- [EXERCISE DESCRIPTION]:
Could you copy each line of the listing below that has the word "Some"?

== Segment start ==

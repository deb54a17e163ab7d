//! Mirror of the native file picker's selected-file list.
//!
//! The session writes the files the picker should hold; the rendering
//! collaborator reads them back and pushes them into its widget.

use serde::Serialize;

use crate::file::FileInfo;

/// Owned stand-in for the picker element's file list.
///
/// A detached mirror (no picker element yet) turns seeding and deletion
/// into no-ops.
#[derive(Debug, Clone, Default, PartialEq, Eq)]
pub struct PickerMirror {
    attached: bool,
    files: Vec<FileInfo>,
}

impl PickerMirror {
    /// A mirror bound to a live picker element.
    pub fn attached() -> Self {
        Self {
            attached: true,
            files: Vec::new(),
        }
    }

    /// A mirror with no picker element behind it.
    pub fn detached() -> Self {
        Self::default()
    }

    pub fn is_attached(&self) -> bool {
        self.attached
    }

    pub fn attach(&mut self) {
        self.attached = true;
    }

    /// Detaches the mirror and forgets its files.
    pub fn detach(&mut self) {
        self.attached = false;
        self.files.clear();
    }

    /// Files the picker currently holds.
    pub fn files(&self) -> &[FileInfo] {
        &self.files
    }

    /// Overwrites the picker's file list. Ignored while detached.
    pub fn set_files(&mut self, files: Vec<FileInfo>) {
        if !self.attached {
            return;
        }
        self.files = files;
    }
}

/// Attributes the rendering collaborator applies to the picker element.
#[derive(Debug, Clone, PartialEq, Eq, Serialize)]
pub struct InputAttributes {
    /// Accept hint (formats joined with `", "`), if any formats are set.
    pub accept: Option<String>,
    pub multiple: bool,
}
//! Dropzone core library — validation and reconciliation for file intake.
//!
//! `dropzone-core` decides which files of a dropped or selected batch are
//! accepted, keeps the selected-file list consistent across additions,
//! deletions and configuration changes, and notifies the caller once per
//! logical change. It does no rendering and talks to no platform picker;
//! a frontend drives it through [`Session`].
//!
//! # Modules
//!
//! - [`file`] — [`FileInfo`] and name-based MIME helpers.
//! - [`rules`] — Error kinds and the [`MessageCatalog`].
//! - [`constraints`] — [`Constraints`] checked by the validator.
//! - [`validator`] — The pure [`validate`] function.
//! - [`reconciler`] — The session file list ([`Reconciler`]).
//! - [`session`] — The [`Session`] controller.
//! - [`drag`], [`picker`], [`schedule`] — Drop-zone state, picker mirror and deferred work.
//! - [`event`] — [`Command`]s in, [`UploadListener`] notifications out.
//! - [`config`] — TOML-backed [`DropzoneConfig`].
//! - [`error`] — Unified error type ([`CoreError`]) and result alias ([`CoreResult`]).

pub mod config;
pub mod constraints;
pub mod drag;
pub mod error;
pub mod event;
pub mod file;
pub mod picker;
pub mod reconciler;
pub mod rules;
pub mod schedule;
pub mod session;
pub mod validator;

pub use config::DropzoneConfig;
pub use constraints::Constraints;
pub use drag::{DropzoneState, InputGate};
pub use error::{CoreError, CoreResult};
pub use event::{Command, InputKind, UploadListener};
pub use file::{fake_path, fake_paths, mime_from_name, FileInfo};
pub use picker::{InputAttributes, PickerMirror};
pub use reconciler::{DeleteRequest, Deletion, Outcome, Reconciler};
pub use rules::{build_default_catalog, merge_catalog, ErrorKind, FileError, MessageCatalog};
pub use schedule::{Deferred, DeferredQueue};
pub use session::Session;
pub use validator::{find_valid_files, validate, Rejection};
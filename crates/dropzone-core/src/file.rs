//! File value handed to the engine by the rendering collaborator.

use std::path::Path;

use serde::{Deserialize, Serialize};
use unicode_normalization::UnicodeNormalization;

use crate::error::{CoreError, CoreResult};

/// A candidate file: name, size in bytes and MIME type.
///
/// `FileInfo` is immutable. Identity for de-duplication is the name alone:
/// two files sharing a name are the same logical file even when their sizes
/// or contents differ (see [`FileInfo::same_file`]).
///
/// # Examples
///
/// ```
/// use dropzone_core::FileInfo;
///
/// let file = FileInfo::new("photo.png", 2048, "image/png");
/// assert_eq!(file.name(), "photo.png");
/// assert_eq!(file.size(), 2048);
/// ```
#[derive(Debug, Clone, PartialEq, Eq, Hash, Serialize, Deserialize)]
pub struct FileInfo {
    name: String,
    size: u64,
    #[serde(rename = "type", default)]
    mime: String,
}

impl FileInfo {
    /// Creates a new `FileInfo`. `mime` may be empty when the type is unknown.
    pub fn new(name: impl Into<String>, size: u64, mime: impl Into<String>) -> Self {
        Self {
            name: name.into(),
            size,
            mime: mime.into(),
        }
    }

    /// Builds a `FileInfo` from a file on disk.
    ///
    /// The name is the NFC-normalised last path component; the MIME type
    /// comes from [`mime_from_name`].
    ///
    /// # Errors
    ///
    /// - [`CoreError::NotFound`] / [`CoreError::PermissionDenied`] when the
    ///   metadata cannot be read.
    /// - [`CoreError::InvalidName`] when the path has no file name.
    pub fn from_path(path: &Path) -> CoreResult<Self> {
        let metadata = std::fs::metadata(path).map_err(|e| CoreError::from_io(path, e))?;
        let name: String = path
            .file_name()
            .map(|n| n.to_string_lossy().nfc().collect())
            .ok_or_else(|| CoreError::InvalidName(path.to_path_buf()))?;
        let mime = mime_from_name(&name);
        Ok(Self::new(name, metadata.len(), mime))
    }

    /// Returns a copy of this file carrying a different MIME type.
    #[must_use]
    pub fn with_mime(self, mime: impl Into<String>) -> Self {
        Self {
            mime: mime.into(),
            ..self
        }
    }

    pub fn name(&self) -> &str {
        &self.name
    }

    /// Size in bytes.
    pub fn size(&self) -> u64 {
        self.size
    }

    /// MIME type string, possibly empty.
    pub fn mime(&self) -> &str {
        &self.mime
    }

    /// Returns `true` if `other` is the same logical file (same name).
    pub fn same_file(&self, other: &FileInfo) -> bool {
        self.name == other.name
    }
}

const MIME_TABLE: &[(&str, &[&str])] = &[
    (
        "image",
        &[".jpg", ".jpeg", ".png", ".gif", ".bmp", ".tiff", ".webp"],
    ),
    (
        "video",
        &[".mp4", ".avi", ".mov", ".mkv", ".flv", ".wmv", ".webm"],
    ),
    (
        "document",
        &[".pdf", ".doc", ".docx", ".txt", ".ppt", ".pptx", ".xls", ".xlsx"],
    ),
    ("audio", &[".mp3", ".wav", ".ogg", ".flac", ".aac"]),
    ("archive", &[".zip", ".rar", ".tar", ".7z"]),
];

/// Guesses a coarse MIME type from a file name's extension.
///
/// Matching is a case-insensitive suffix test over a fixed category table,
/// first hit wins. The result is `"<category>/<ext>"` (e.g. `"image/png"`,
/// `"document/pdf"`) or `"unknown/unknown"`.
pub fn mime_from_name(name: &str) -> String {
    let lower = name.to_lowercase();
    MIME_TABLE
        .iter()
        .flat_map(|(category, exts)| exts.iter().map(move |ext| (*category, *ext)))
        .find(|(_, ext)| lower.ends_with(*ext))
        .map(|(category, ext)| format!("{category}/{}", &ext[1..]))
        .unwrap_or_else(|| "unknown/unknown".to_string())
}

/// Browser-style display path for a selected file (`C:\fakepath\<name>`).
pub fn fake_path(name: &str) -> String {
    format!("C:\\fakepath\\{name}")
}

/// [`fake_path`] applied to each name, preserving order.
pub fn fake_paths<S: AsRef<str>>(names: &[S]) -> Vec<String> {
    names.iter().map(|n| fake_path(n.as_ref())).collect()
}
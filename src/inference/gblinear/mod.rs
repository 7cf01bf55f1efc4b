//! Linear booster inference.
//!
//! ```text
//! output[g] = bias[g] + sum_i(feature[i] * weight[i, g])
//! ```
//!
//! Missing (NaN) features contribute nothing, as in XGBoost's sparse
//! gblinear prediction.

mod predict;

pub use predict::LinearModelPredict;
//! Tree ensemble inference.
//!
//! [`Predictor`] accumulates the base score and one leaf value per tree into
//! each output group. DART forests scale every tree's contribution by its
//! weight.

mod predictor;

pub use predictor::Predictor;
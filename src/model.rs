//! Inference-ready regression model.
//!
//! [`Regressor`] bundles a converted booster with the output transform of its
//! objective, and checks inputs before predicting.
//!
//! ```ignore
//! use xgb_inference::data::FeatureMatrix;
//! use xgb_inference::model::Regressor;
//!
//! let model = Regressor::load("ml/model.json")?;
//! let features = FeatureMatrix::from_rows(&[vec![Some(1.0), None, Some(3.0)]])?;
//! let predictions = model.predict(&features)?;
//! ```

use std::path::Path;

use tracing::debug;

use crate::compat::xgboost::{Booster, Objective, XgbModel};
use crate::data::FeatureMatrix;
use crate::error::PredictError;
use crate::inference::{LinearModelPredict, OutputTransform, PredictionOutput, Predictor};

/// A loaded model ready for prediction.
#[derive(Debug, Clone)]
pub struct Regressor {
    booster: Booster,
    transform: OutputTransform,
    n_features: usize,
    objective: Objective,
}

impl Regressor {
    /// Read, parse and convert an XGBoost JSON model file.
    pub fn load(path: impl AsRef<Path>) -> Result<Self, PredictError> {
        let path = path.as_ref();
        let model = XgbModel::from_file(path)?;
        let regressor = Self::from_xgb(&model)?;
        debug!(
            path = %path.display(),
            objective = %regressor.objective,
            n_features = regressor.n_features,
            n_groups = regressor.n_groups(),
            "loaded model"
        );
        Ok(regressor)
    }

    /// Convert an already-parsed model.
    pub fn from_xgb(model: &XgbModel) -> Result<Self, PredictError> {
        let booster = model.to_booster()?;
        let n_features = match &booster {
            Booster::Linear(linear) => linear.n_features(),
            _ => model.num_feature(),
        };
        Ok(Self {
            booster,
            transform: model.objective().output_transform(),
            n_features,
            objective: model.objective(),
        })
    }

    /// Expected number of feature columns; 0 when the model does not say.
    #[inline]
    pub fn n_features(&self) -> usize {
        self.n_features
    }

    #[inline]
    pub fn n_groups(&self) -> usize {
        self.booster.n_groups()
    }

    /// Number of output columns per row.
    #[inline]
    pub fn n_outputs(&self) -> usize {
        self.transform.n_outputs(self.n_groups())
    }

    #[inline]
    pub fn objective(&self) -> Objective {
        self.objective
    }

    #[inline]
    pub fn booster(&self) -> &Booster {
        &self.booster
    }

    /// Raw margins, shape `(n_rows, n_groups)`.
    pub fn predict_margin(&self, features: &FeatureMatrix) -> Result<PredictionOutput, PredictError> {
        self.check_input(features)?;
        let view = features.view();
        let margins = match &self.booster {
            Booster::Tree(forest) => Predictor::new(forest).predict(view),
            Booster::Dart { forest, weights } => Predictor::new(forest).with_tree_weights(weights).predict(view),
            Booster::Linear(linear) => linear.predict(view),
        };
        Ok(margins)
    }

    /// Final predictions, shape `(n_rows, n_outputs)`.
    pub fn predict(&self, features: &FeatureMatrix) -> Result<PredictionOutput, PredictError> {
        let margins = self.predict_margin(features)?;
        debug!(
            n_rows = margins.n_rows(),
            transform = ?self.transform,
            "computed margins"
        );
        Ok(self.transform.apply(margins))
    }

    fn check_input(&self, features: &FeatureMatrix) -> Result<(), PredictError> {
        if features.is_empty() {
            return Err(PredictError::EmptyFeatures);
        }
        if self.n_features > 0 && features.n_features() != self.n_features {
            return Err(PredictError::FeatureMismatch {
                expected: self.n_features,
                got: features.n_features(),
            });
        }
        Ok(())
    }
}

#[cfg(test)]
mod tests {
    use super::*;
    use approx::assert_abs_diff_eq;
    use serde_json::{Value, json};

    fn stump(feature: i32, threshold: f32, left: f32, right: f32) -> Value {
        json!({
            "tree_param": {"num_nodes": "3", "size_leaf_vector": "1", "num_feature": "2"},
            "base_weights": [0.0, left, right],
            "left_children": [1, -1, -1],
            "right_children": [2, -1, -1],
            "split_indices": [feature, 0, 0],
            "split_conditions": [threshold, left, right],
            "default_left": [0, 0, 0]
        })
    }

    fn regressor(objective: &str, base_score: &str, num_class: &str, trees: Vec<Value>, tree_info: Vec<i32>) -> Regressor {
        let model = XgbModel::from_value(&json!({
            "learner": {
                "gradient_booster": {"name": "gbtree", "model": {"trees": trees, "tree_info": tree_info}},
                "objective": {"name": objective},
                "learner_model_param": {"base_score": base_score, "num_class": num_class, "num_feature": "2"}
            }
        }))
        .unwrap();
        Regressor::from_xgb(&model).unwrap()
    }

    fn rows(rows: &[&[f64]]) -> FeatureMatrix {
        let rows: Vec<Vec<Option<f64>>> = rows.iter().map(|r| r.iter().copied().map(Some).collect()).collect();
        FeatureMatrix::from_rows(&rows).unwrap()
    }

    #[test]
    fn regression_predictions() {
        let model = regressor("reg:squarederror", "0.5", "0", vec![stump(0, 1.0, -0.5, 0.5)], vec![0]);
        let out = model.predict(&rows(&[&[0.0, 0.0], &[2.0, 0.0]])).unwrap();

        assert_eq!(out.shape(), (2, 1));
        assert_eq!(out.as_slice(), &[0.0, 1.0]);
    }

    #[test]
    fn logistic_applies_sigmoid() {
        let model = regressor("binary:logistic", "0.5", "0", vec![stump(0, 1.0, -2.0, 2.0)], vec![0]);
        let out = model.predict(&rows(&[&[0.0, 0.0]])).unwrap();
        let margin = model.predict_margin(&rows(&[&[0.0, 0.0]])).unwrap();

        assert_abs_diff_eq!(margin.as_slice()[0], -2.0, epsilon = 1e-6);
        assert_abs_diff_eq!(out.as_slice()[0], 1.0 / (1.0 + 2.0f32.exp()), epsilon = 1e-6);
    }

    #[test]
    fn softmax_multiclass_rows_sum_to_one() {
        let trees = vec![stump(0, 1.0, 1.0, 0.0), stump(0, 1.0, 0.0, 1.0), stump(1, 1.0, 0.5, 0.5)];
        let model = regressor("multi:softprob", "0.5", "3", trees, vec![0, 1, 2]);
        let out = model.predict(&rows(&[&[0.0, 0.0]])).unwrap();

        assert_eq!(model.n_outputs(), 3);
        assert_abs_diff_eq!(out.row(0).iter().sum::<f32>(), 1.0, epsilon = 1e-6);
        assert!(out.row(0)[0] > out.row(0)[1]);
    }

    #[test]
    fn softmax_class_index() {
        let trees = vec![stump(0, 1.0, 1.0, 0.0), stump(0, 1.0, 0.0, 1.0)];
        let model = regressor("multi:softmax", "0.5", "2", trees, vec![0, 1]);
        let out = model.predict(&rows(&[&[0.0, 0.0], &[5.0, 0.0]])).unwrap();

        assert_eq!(model.n_outputs(), 1);
        assert_eq!(out.as_slice(), &[0.0, 1.0]);
    }

    #[test]
    fn empty_input_is_rejected() {
        let model = regressor("reg:squarederror", "0.5", "0", vec![stump(0, 1.0, -0.5, 0.5)], vec![0]);
        let err = model.predict(&FeatureMatrix::from_rows(&[]).unwrap()).unwrap_err();
        assert!(matches!(err, PredictError::EmptyFeatures));
    }

    #[test]
    fn wrong_width_is_rejected() {
        let model = regressor("reg:squarederror", "0.5", "0", vec![stump(0, 1.0, -0.5, 0.5)], vec![0]);
        let err = model.predict(&rows(&[&[1.0, 2.0, 3.0]])).unwrap_err();
        assert_eq!(err.to_string(), "feature shape mismatch, expected: 2, got 3");
    }

    #[test]
    fn load_reports_missing_file() {
        let dir = tempfile::tempdir().unwrap();
        let err = Regressor::load(dir.path().join("absent.json")).unwrap_err();
        assert!(matches!(err, PredictError::Io { .. }));
    }

    #[test]
    fn load_reports_malformed_json() {
        let dir = tempfile::tempdir().unwrap();
        let path = dir.path().join("model.json");
        std::fs::write(&path, "{not json").unwrap();

        let err = Regressor::load(&path).unwrap_err();
        assert!(err.to_string().starts_with("failed to parse model:"));
    }
}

== Segment end ==

- [RESPONSE TO THE TASK]:
//! let features = FeatureMatrix::from_rows(&[vec![Some(1.0), None, Some(3.0)]])?;
        let rows: Vec<Vec<Option<f64>>> = rows.iter().map(|r| r.iter().copied().map(Some).collect()).collect();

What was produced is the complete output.